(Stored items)
○ ○ ○

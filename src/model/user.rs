//! User-specific extensions: derived UAC flags, group membership, and the
//! principal-properties default table.

use std::collections::HashMap;

use serde::{Deserialize, Serialize};

use crate::model::edge::EdgeType;
use crate::model::node::{Node, PropertyValue};

/// Closed vocabulary of `userAccountControl` flags CADRA derives from raw
/// BloodHound boolean properties. Only the subset the source actually
/// derives is modeled; every other real UAC flag (`LOCKOUT`,
/// `SMARTCARD_REQUIRED`, ...) has no corresponding raw property and is
/// never produced.
#[derive(Debug, Clone, Copy, PartialEq, Eq, Hash, Serialize, Deserialize)]
pub enum UacFlag {
    AccountDisable,
    PasswdNotReqd,
    DontExpirePasswd,
    TrustedForDelegation,
    NotDelegated,
    DontRequirePreauth,
    TrustedToAuthenticateForDelegation,
}

impl UacFlag {
    #[must_use]
    pub const fn as_str(self) -> &'static str {
        match self {
            Self::AccountDisable => "ACCOUNTDISABLE",
            Self::PasswdNotReqd => "PASSWD_NOTREQD",
            Self::DontExpirePasswd => "DONT_EXPIRE_PASSWD",
            Self::TrustedForDelegation => "TRUSTED_FOR_DELEGATION",
            Self::NotDelegated => "NOT_DELEGATED",
            Self::DontRequirePreauth => "DONT_REQUIRE_PREAUTH",
            Self::TrustedToAuthenticateForDelegation => {
                "TRUSTED_TO_AUTHENTICATE_FOR_DELEGATION"
            }
        }
    }
}

/// Derive the set of UAC flags implied by a user's raw boolean properties.
///
/// A flag is present iff its driving property exists on the node *and* is
/// `true` (`enabled` is inverted: the flag fires when `enabled == false`).
/// A property that is absent entirely never contributes a flag — this is
/// not the same as it being `false`.
#[must_use]
pub fn derive_uac_flags(node: &Node) -> Vec<UacFlag> {
    let mut flags = Vec::new();
    let mut push_if = |prop: &str, want: bool, flag: UacFlag| {
        if let Some(PropertyValue::Bool(actual)) = node.raw_property(prop)
            && *actual == want
        {
            flags.push(flag);
        }
    };
    push_if("enabled", false, UacFlag::AccountDisable);
    push_if("passwordnotreqd", true, UacFlag::PasswdNotReqd);
    push_if("pwdneverexpires", true, UacFlag::DontExpirePasswd);
    push_if(
        "unconstraineddelegation",
        true,
        UacFlag::TrustedForDelegation,
    );
    push_if("sensitive", true, UacFlag::NotDelegated);
    push_if("dontreqpreauth", true, UacFlag::DontRequirePreauth);
    push_if(
        "trustedtoauth",
        true,
        UacFlag::TrustedToAuthenticateForDelegation,
    );
    flags
}

/// Extra state carried only by `User` nodes: derived UAC flags, the
/// `samaccountname`s of groups reached via `MemberOf` edges on this
/// principal's paths, and the distinct outbound edge types observed.
#[derive(Debug, Clone, Default, PartialEq)]
pub struct UserExtras {
    pub uac_flags: Vec<UacFlag>,
    pub memberof: Vec<String>,
    pub edges: Vec<EdgeType>,
}

impl UserExtras {
    #[must_use]
    pub fn has_flag(&self, flag: UacFlag) -> bool {
        self.uac_flags.contains(&flag)
    }

    /// Record an observed outbound edge type, deduplicating.
    pub fn observe_edge(&mut self, edge_type: EdgeType) {
        if !self.edges.contains(&edge_type) {
            self.edges.push(edge_type);
        }
    }
}

/// Closed default values for principal (`User`)-only properties, substituted
/// when neither the raw bag nor the generic-properties table has a value.
#[must_use]
pub fn principal_properties() -> &'static HashMap<&'static str, PropertyValue> {
    use std::sync::OnceLock;
    static TABLE: OnceLock<HashMap<&'static str, PropertyValue>> = OnceLock::new();
    TABLE.get_or_init(|| {
        HashMap::from([
            ("sensitive", PropertyValue::Bool(false)),
            ("dontreqpreauth", PropertyValue::Bool(false)),
            ("passwordnotreqd", PropertyValue::Bool(false)),
            ("pwdneverexpires", PropertyValue::Bool(false)),
            ("unconstraineddelegation", PropertyValue::Bool(false)),
            ("trustedtoauth", PropertyValue::Bool(false)),
            (
                "serviceprincipalnames",
                PropertyValue::List(Vec::new()),
            ),
        ])
    })
}
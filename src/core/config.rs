//! Configuration system: JSON file + env var overrides + smart defaults.

use std::collections::HashMap;
use std::env;
use std::fs;
use std::path::{Path, PathBuf};

use serde::{Deserialize, Serialize};

use crate::core::errors::{CadraError, Result};

/// Full CADRA configuration model.
#[derive(Debug, Clone, Serialize, Deserialize, PartialEq)]
#[serde(default)]
pub struct Config {
    pub neo4j: Neo4jConfig,
    /// Directory containing attribute-assessment rule JSON files.
    pub attributes_rules_dir_path: PathBuf,
    /// Directory containing permission-assessment rule JSON files.
    pub permissions_rules_dir_path: PathBuf,
    /// `EventType` id → whether that event type is actively monitored.
    ///
    /// Drives the predisposing-condition negation in permission assessment:
    /// a rule's predisposing condition is negated once iff any of its
    /// `Events` appears here with `true`.
    pub event_monitoring: HashMap<u32, bool>,
}

impl Default for Config {
    fn default() -> Self {
        Self {
            neo4j: Neo4jConfig::default(),
            attributes_rules_dir_path: PathBuf::from("rules/attributes"),
            permissions_rules_dir_path: PathBuf::from("rules/permissions"),
            event_monitoring: HashMap::new(),
        }
    }
}

/// Neo4j connection settings.
#[derive(Debug, Clone, Serialize, Deserialize, PartialEq, Eq)]
#[serde(default)]
pub struct Neo4jConfig {
    pub uri: String,
    pub user: String,
    pub password: String,
}

impl Default for Neo4jConfig {
    fn default() -> Self {
        Self {
            uri: "bolt://localhost:7687".to_string(),
            user: "neo4j".to_string(),
            password: String::new(),
        }
    }
}

impl Config {
    /// Default configuration path.
    #[must_use]
    pub fn default_path() -> PathBuf {
        PathBuf::from("config.json")
    }

    /// Load config from an explicit path, the `CADRA_CONFIG` env var, or the
    /// default path, then apply env overrides.
    ///
    /// A missing file is only an error when the path was explicit (via the
    /// `--config` flag or `CADRA_CONFIG`); the implicit default silently
    /// falls back to built-in defaults.
    pub fn load(path: Option<&Path>) -> Result<Self> {
        let env_config = if path.is_none() {
            env::var_os("CADRA_CONFIG").map(PathBuf::from)
        } else {
            None
        };

        let is_explicit_path = path.is_some() || env_config.is_some();
        let effective_path = path.map_or_else(
            || env_config.clone().unwrap_or_else(Self::default_path),
            Path::to_path_buf,
        );

        let mut cfg = if effective_path.exists() {
            let raw = fs::read_to_string(&effective_path)
                .map_err(|source| CadraError::io(effective_path.clone(), source))?;
            serde_json::from_str::<Self>(&raw)?
        } else if is_explicit_path {
            return Err(CadraError::MissingConfig {
                path: effective_path,
            });
        } else {
            Self::default()
        };

        cfg.apply_env_overrides()?;
        cfg.validate(&effective_path, is_explicit_path)?;
        Ok(cfg)
    }

    fn apply_env_overrides(&mut self) -> Result<()> {
        if let Some(raw) = env_var("CADRA_NEO4J_URI") {
            self.neo4j.uri = raw;
        }
        if let Some(raw) = env_var("CADRA_NEO4J_USER") {
            self.neo4j.user = raw;
        }
        if let Some(raw) = env_var("CADRA_NEO4J_PASSWORD") {
            self.neo4j.password = raw;
        }
        if let Some(raw) = env_var("CADRA_ATTRIBUTES_RULES_DIR") {
            self.attributes_rules_dir_path = PathBuf::from(raw);
        }
        if let Some(raw) = env_var("CADRA_PERMISSIONS_RULES_DIR") {
            self.permissions_rules_dir_path = PathBuf::from(raw);
        }
        Ok(())
    }

    /// Validate the loaded config and confirm the rule directories exist.
    ///
    /// Only validates directory existence when the config file itself was
    /// resolved (explicit path, or a default path that actually exists) —
    /// a caller relying on pure built-in defaults with no config file at all
    /// is expected to pass `--config` before running a real assessment.
    fn validate(&self, config_path: &Path, is_explicit_path: bool) -> Result<()> {
        if self.neo4j.uri.trim().is_empty() {
            return Err(CadraError::InvalidConfig {
                details: "neo4j.uri must not be empty".to_string(),
            });
        }
        if !(self.neo4j.uri.starts_with("bolt://") || self.neo4j.uri.starts_with("neo4j://")) {
            return Err(CadraError::InvalidConfig {
                details: format!(
                    "neo4j.uri must start with \"bolt://\" or \"neo4j://\", got {:?}",
                    self.neo4j.uri
                ),
            });
        }

        let should_check_dirs = is_explicit_path || config_path.exists();
        if should_check_dirs {
            for dir in [
                &self.attributes_rules_dir_path,
                &self.permissions_rules_dir_path,
            ] {
                if !dir.is_dir() {
                    return Err(CadraError::MissingRulesDirectory { path: dir.clone() });
                }
            }
        }

        Ok(())
    }

    /// Whether the given `event_type` id is configured as actively monitored.
    #[must_use]
    pub fn is_monitored(&self, event_type: u32) -> bool {
        self.event_monitoring.get(&event_type).copied().unwrap_or(false)
    }
}

fn env_var(name: &str) -> Option<String> {
    env::var(name).ok().filter(|raw| !raw.trim().is_empty())
}
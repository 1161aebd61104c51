//! Logging: a small `Sink` trait the driver writes structured events
//! through, plus a console and a JSONL implementation. Single-threaded and
//! synchronous, in keeping with the rest of the core.

pub mod sink;

pub use sink::{ConsoleSink, JsonlSink, LogEvent, Severity, Sink};
#[cfg(test)]
pub use sink::RecordingSink;
//! Attribute assessment: folds matched attribute rules into a CVSS-style
//! metric vector and scores it with the ADASS calculator.

use std::collections::HashMap;

use crate::engine::adass::{self, AdassScore};
use crate::engine::rules::{PropertyResolver, RuleEngine};
use crate::logger::Sink;

/// Rule names that bind a "High" CIA value when matched.
const HIGH_CIA_RULES: &[&str] = &["Tier Zero Object"];
/// Rule names that bind a "Low"/"None" CIA value when matched.
const LOW_CIA_RULES: &[&str] = &["Service Account"];

/// The outcome of assessing one principal's attributes: the rule names that
/// matched, the metric vector built from them, and the resulting score.
#[derive(Debug, Clone, PartialEq)]
pub struct AttributeAssessment {
    pub matched_rule_names: Vec<String>,
    pub metric_vector: String,
    pub score: AdassScore,
}

/// Evaluate every loaded rule against `resolver` and fold the matches into
/// an ADASS score.
///
/// S/AC/PR bindings come from the matched rules' `Metric`/`Value` pairs
/// (last writer wins, logging a warning on a conflicting overwrite via the
/// returned warning list). C/I/A are always appended afterward from the
/// fixed CIA rule-name lists, independent of whether any rule happened to
/// target those keys directly.
pub fn assess_user_attributes(
    engine: &mut RuleEngine,
    resolver: &dyn PropertyResolver,
    now_epoch_secs: i64,
    sink: &mut dyn Sink,
) -> (AttributeAssessment, Vec<String>) {
    let matches = engine.get_matching_rules(resolver, now_epoch_secs, sink);
    let matched_rule_names: Vec<String> = matches.iter().map(|m| m.rule_name.clone()).collect();

    let mut metric_map: HashMap<String, String> = HashMap::new();
    let mut warnings = Vec::new();

    for matched in &matches {
        let (Some(key), Some(value)) = (&matched.metric, &matched.value) else {
            continue;
        };
        if !matches!(key.as_str(), "S" | "AC" | "PR") {
            continue;
        }
        let value_str = value.as_str().map_or_else(|| value.to_string(), str::to_string);
        if let Some(existing) = metric_map.get(key)
            && existing != &value_str
        {
            warnings.push(format!(
                "attribute rule '{}' overwrites metric {key} ({existing} -> {value_str})",
                matched.rule_name
            ));
        }
        metric_map.insert(key.clone(), value_str);
    }

    let cia = check_cia_rules(&matched_rule_names);
    for (key, value) in cia {
        metric_map.insert(key.to_string(), value.to_string());
    }

    let mut tokens: Vec<String> = metric_map.into_iter().map(|(k, v)| format!("{k}:{v}")).collect();
    tokens.sort();
    let metric_vector = tokens.join("/");

    let (score, adass_warnings) = adass::calculate_score(&metric_vector);
    warnings.extend(adass_warnings);

    (
        AttributeAssessment {
            matched_rule_names,
            metric_vector,
            score,
        },
        warnings,
    )
}

/// Each of C/I/A independently checks matched rule names against the
/// "high" list, then the "low" list, then falls back to its own default.
fn check_cia_rules(matched_rule_names: &[String]) -> [(&'static str, &'static str); 3] {
    let matches_any = |names: &[&str]| {
        matched_rule_names
            .iter()
            .any(|m| names.contains(&m.as_str()))
    };

    let high = matches_any(HIGH_CIA_RULES);
    let low = matches_any(LOW_CIA_RULES);

    let c = if high { "H" } else { "L" };
    let i = if high { "H" } else { "L" };
    let a = if high {
        "H"
    } else if low {
        "L"
    } else {
        "N"
    };

    [("C", c), ("I", i), ("A", a)]
}
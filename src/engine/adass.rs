//! The ADASS calculator: decodes a CVSS-style metric vector string into a
//! 0.0-10.0 severity score.

use std::collections::HashMap;

/// The six metric keys ADASS reads from a vector string. `C`, `I`, and `A`
/// are mandatory; `S` defaults to `U` (unchanged) and `AC`/`PR` default to
/// `NA` (not applicable) when the vector omits them.
#[derive(Debug, Clone, Copy, PartialEq, Eq)]
struct Metrics {
    scope_changed: bool,
    ac: &'static str,
    pr: &'static str,
    c: &'static str,
    i: &'static str,
    a: &'static str,
}

/// The decoded score plus the intermediate sub-scores, kept around for
/// reporting (`--verbose` shows the ISC/exploitability breakdown).
#[derive(Debug, Clone, Copy, PartialEq)]
pub struct AdassScore {
    pub isc: f64,
    pub exploitability: f64,
    pub score: f64,
}

/// Parse a metric vector of the form `S:U/AC:L/PR:N/C:H/I:H/A:H` and compute
/// its ADASS score.
///
/// A malformed or missing token is an evaluation anomaly, not a fatal error:
/// the offending slot defaults (mandatory `C`/`I`/`A` fall back to their
/// no-matching-rule defaults of `L`/`L`/`N`; `AC`/`PR` fall back to `NA` as
/// they already do when simply absent) and a warning describing the
/// substitution is returned alongside the score for the caller to log.
#[must_use]
pub fn calculate_score(vector: &str) -> (AdassScore, Vec<String>) {
    let (metrics, warnings) = decode_metrics(vector);
    (score_metrics(&metrics), warnings)
}

fn decode_metrics(vector: &str) -> (Metrics, Vec<String>) {
    let mut raw: HashMap<&str, &str> = HashMap::new();
    let mut warnings = Vec::new();
    for token in vector.split('/') {
        let token = token.trim();
        if token.is_empty() {
            continue;
        }
        let mut parts = token.splitn(2, ':');
        let key = parts.next().unwrap_or_default().trim();
        match parts.next() {
            Some(value) => {
                raw.insert(key, value.trim());
            }
            None => warnings.push(format!("malformed metric token '{token}', ignoring")),
        }
    }

    let scope_changed = matches!(raw.get("S").copied().unwrap_or("U"), "C");

    let c = mandatory_metric(&raw, "C", &["L", "H"], "L", &mut warnings);
    let i = mandatory_metric(&raw, "I", &["L", "H"], "L", &mut warnings);
    let a = mandatory_metric(&raw, "A", &["N", "L", "H"], "N", &mut warnings);
    let ac = optional_metric(&raw, "AC", &["NA", "L", "H"], "NA", &mut warnings);
    let pr = optional_metric(&raw, "PR", &["NA", "L", "H"], "NA", &mut warnings);

    (
        Metrics {
            scope_changed,
            ac,
            pr,
            c,
            i,
            a,
        },
        warnings,
    )
}

/// A mandatory metric (`C`/`I`/`A`) that is missing or carries a value
/// outside `allowed` defaults to `default`, logging why.
fn mandatory_metric(
    raw: &HashMap<&str, &str>,
    key: &'static str,
    allowed: &[&'static str],
    default: &'static str,
    warnings: &mut Vec<String>,
) -> &'static str {
    match raw.get(key).copied() {
        None => {
            warnings.push(format!("mandatory metric {key} is missing, defaulting to {key}:{default}"));
            default
        }
        Some(value) => allowed.iter().copied().find(|candidate| *candidate == value).unwrap_or_else(|| {
            warnings.push(format!("malformed metric token {key}:{value}, defaulting to {key}:{default}"));
            default
        }),
    }
}

/// An optional metric (`AC`/`PR`) is silently `default` when absent — that's
/// the documented fallback, not an anomaly — but still logs if present with
/// a value outside `allowed`.
fn optional_metric(
    raw: &HashMap<&str, &str>,
    key: &'static str,
    allowed: &[&'static str],
    default: &'static str,
    warnings: &mut Vec<String>,
) -> &'static str {
    match raw.get(key).copied() {
        None => default,
        Some(value) => allowed.iter().copied().find(|candidate| *candidate == value).unwrap_or_else(|| {
            warnings.push(format!("malformed metric token {key}:{value}, defaulting to {key}:{default}"));
            default
        }),
    }
}

fn ac_value(ac: &str, scope_changed: bool) -> f64 {
    match (ac, scope_changed) {
        ("NA", false) => 0.61,
        ("L", false) => 0.77,
        ("H", false) => 0.44,
        ("NA", true) => 0.67,
        ("L", true) => 0.68,
        ("H", true) => 0.50,
        _ => unreachable!("AC is validated to one of NA/L/H during decode"),
    }
}

fn pr_value(pr: &str, scope_changed: bool) -> f64 {
    match (pr, scope_changed) {
        ("NA", false) => 0.58,
        ("L", false) => 0.62,
        ("H", false) => 0.27,
        ("NA", true) => 0.67,
        ("L", true) => 0.68,
        ("H", true) => 0.50,
        _ => unreachable!("PR is validated to one of NA/L/H during decode"),
    }
}

fn cia_value(level: &str) -> f64 {
    match level {
        "N" => 0.0,
        "L" => 0.22,
        "H" => 0.56,
        _ => unreachable!("C/I/A are validated to one of N/L/H during decode"),
    }
}

fn score_metrics(metrics: &Metrics) -> AdassScore {
    // Scope change silently upgrades AC/PR to their `_S` variants; C/I/A have
    // no scope-specific variant and are read the same either way.
    let ac = ac_value(metrics.ac, metrics.scope_changed);
    let pr = pr_value(metrics.pr, metrics.scope_changed);
    let c = cia_value(metrics.c);
    let i = cia_value(metrics.i);
    let a = cia_value(metrics.a);

    let isc_base = 1.0 - (1.0 - c) * (1.0 - i) * (1.0 - a);
    let isc = if metrics.scope_changed {
        7.52 * (isc_base - 0.029) - 3.25 * (isc_base - 0.02).powf(15.0)
    } else {
        6.42 * isc_base
    };
    let exploitability = 5.94 * ac * pr;

    let score = if metrics.scope_changed {
        round_up(f64::min(1.08 * (isc + exploitability), 10.0), 1)
    } else {
        round_up(f64::min(isc + exploitability, 10.0), 1)
    };

    AdassScore {
        isc,
        exploitability,
        score,
    }
}

fn round_up(value: f64, decimals: i32) -> f64 {
    let factor = 10f64.powi(decimals);
    (value * factor).ceil() / factor
}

○ ○ ○

:: What this task involves ::
Working from the entries above, return all lines that contain "validated".

:: Output below ::
        _ => unreachable!("AC is validated to one of NA/L/H during decode"),
        _ => unreachable!("PR is validated to one of NA/L/H during decode"),
        _ => unreachable!("C/I/A are validated to one of N/L/H during decode"),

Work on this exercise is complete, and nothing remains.